Isso deve ser enfatizado. Minha conclusão sobre a falta de credibilidade da versão do Sr. Sidon não se baseia nas palavras de vanglória que ele fez em sua conversa sobre a realocação do local de reunião dos Goren (Apêndice P/5 às provas), mas sim em toda a sua conduta antes e durante a assinatura do contrato, bem como em sua alegação sobre o início da reunião com a realocação do local da reunião dos Goren para o restaurante Roladin, bem como em relação à falta de apego da transcrição da conversa em primeiro lugar, incluindo sua alegação de que não a tocou para seus amigos porque "foi completamente interrompida", mesmo que imediatamente depois tenha retratado sua declaração e dito, "Na minha opinião, não é perturbado" (seu interrogatório nas p. 1236, parágrafos 19-21).
Autor 7 - Carmit Shimoni Cohen e sua parceira Elia Shimoni
A Sra. Carmit Shimoni Cohen afirmou no depoimento que seu marido, Sr. Elia Shimoni, estava interessado, junto com seus amigos, em comprar terras agrícolas na cidade de Ashkelon. Ela e seu cônjuge não compraram um terreno em 10 de agosto de 2011, data em que os outros membros da classe de autores 3 a 7 compraram lotes. Apenas duas semanas depois, em 28 de agosto de 2011, o casal comprou um terreno na região. A Sra. Carmit Shimoni também alegou que foi obrigada a entregar o valor total em dinheiro e a registrar no contrato um valor menor do que ela realmente pagou.
A Sra. Shimoni Cohen acrescentou: "Embora eu tenha comprado formalmente o terreno e ele tenha sido registrado em meu nome, a pessoa que esteve ativa em todas as etapas antes da assinatura do contrato foi meu marido Elia Shimoni Cohen. Ele estava em contato com o corretor Shlomi Dahari, e confio em tudo o que está em sua declaração juramentada" (parágrafo 5 da declaração). Ao mesmo tempo, foi alegado que somente em 2016 o casal Shimoni percebeu que a administração tinha o direito de devolver a terra para si.

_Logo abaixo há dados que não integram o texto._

use anyhow::Result;
use waitlist::cli;

// Main function
#[tokio::main]
async fn main() -> Result<()> {
    let action = cli::start()?;

    action.execute().await?;

    Ok(())
}
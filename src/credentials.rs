//! One-way credential hashing.
//!
//! Passwords are Argon2id-hashed into PHC strings. Verification reads the
//! algorithm parameters back out of the stored string, so hashes written
//! under an older cost factor keep verifying after the default changes.

use argon2::password_hash::{rand_core::OsRng, SaltString};
use argon2::{Argon2, PasswordHash, PasswordHasher, PasswordVerifier};
use secrecy::{ExposeSecret, SecretString};
use thiserror::Error;

#[derive(Debug, Error)]
#[error("credential hashing failed: {0}")]
pub struct CredentialError(String);

/// Hash a plaintext password with a fresh random salt.
pub fn hash(plaintext: &SecretString) -> Result<String, CredentialError> {
    let salt = SaltString::generate(&mut OsRng);
    Argon2::default()
        .hash_password(plaintext.expose_secret().as_bytes(), &salt)
        .map(|hash| hash.to_string())
        .map_err(|err| CredentialError(err.to_string()))
}

/// Check a plaintext password against a stored PHC hash.
///
/// A malformed stored hash verifies as `false` rather than erroring; the
/// caller cannot distinguish it from a wrong password, which is the point.
#[must_use]
pub fn verify(plaintext: &SecretString, stored_hash: &str) -> bool {
    PasswordHash::new(stored_hash).is_ok_and(|parsed| {
        Argon2::default()
            .verify_password(plaintext.expose_secret().as_bytes(), &parsed)
            .is_ok()
    })
}

#[cfg(test)]
mod tests {
    use super::*;
    use argon2::{Algorithm, Params, Version};

    fn secret(s: &str) -> SecretString {
        SecretString::from(s.to_string())
    }

    #[test]
    fn hash_then_verify_round_trip() {
        let hashed = hash(&secret("Passw0rd!")).unwrap();
        assert!(verify(&secret("Passw0rd!"), &hashed));
        assert!(!verify(&secret("passw0rd!"), &hashed));
    }

    #[test]
    fn salts_differ_between_hashes() {
        let a = hash(&secret("same")).unwrap();
        let b = hash(&secret("same")).unwrap();
        assert_ne!(a, b);
        assert!(verify(&secret("same"), &a));
        assert!(verify(&secret("same"), &b));
    }

    #[test]
    fn verify_accepts_other_cost_factors() {
        // Hash produced under a deliberately cheap parameter set; verify
        // must read the parameters from the PHC string, not assume ours.
        let params = Params::new(8, 1, 1, None).unwrap();
        let cheap = Argon2::new(Algorithm::Argon2id, Version::V0x13, params);
        let salt = SaltString::generate(&mut OsRng);
        let hashed = cheap
            .hash_password(b"Passw0rd!", &salt)
            .unwrap()
            .to_string();

        assert!(verify(&secret("Passw0rd!"), &hashed));
        assert!(!verify(&secret("other"), &hashed));
    }

    #[test]
    fn malformed_stored_hash_fails_closed() {
        assert!(!verify(&secret("anything"), "not-a-phc-string"));
    }
}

Em seu interrogatório, a Sra. Shimoni Cohen afirmou que seu marido lhe havia contado sobre o potencial de descongelamento da terra (p. 1319 de Prov. S. 22). Ela também admitiu que sabiam que estavam comprando terras agrícolas, "sem promessas, sem compromissos" (ibid., p. 1320, parágrafos 17-20), "mas não sabíamos que ficaríamos sem terras agrícolas também" (ibid., p. 1322, parágrafos 3-4). Nesse contexto, ela acrescentou que não sabia da existência do contrato com o gerente (ibid., ibid., parágrafos 14-15). No entanto, esse argumento foi rejeitado por mim, conforme declarado, à luz da linguagem clara do contrato que foi assinado.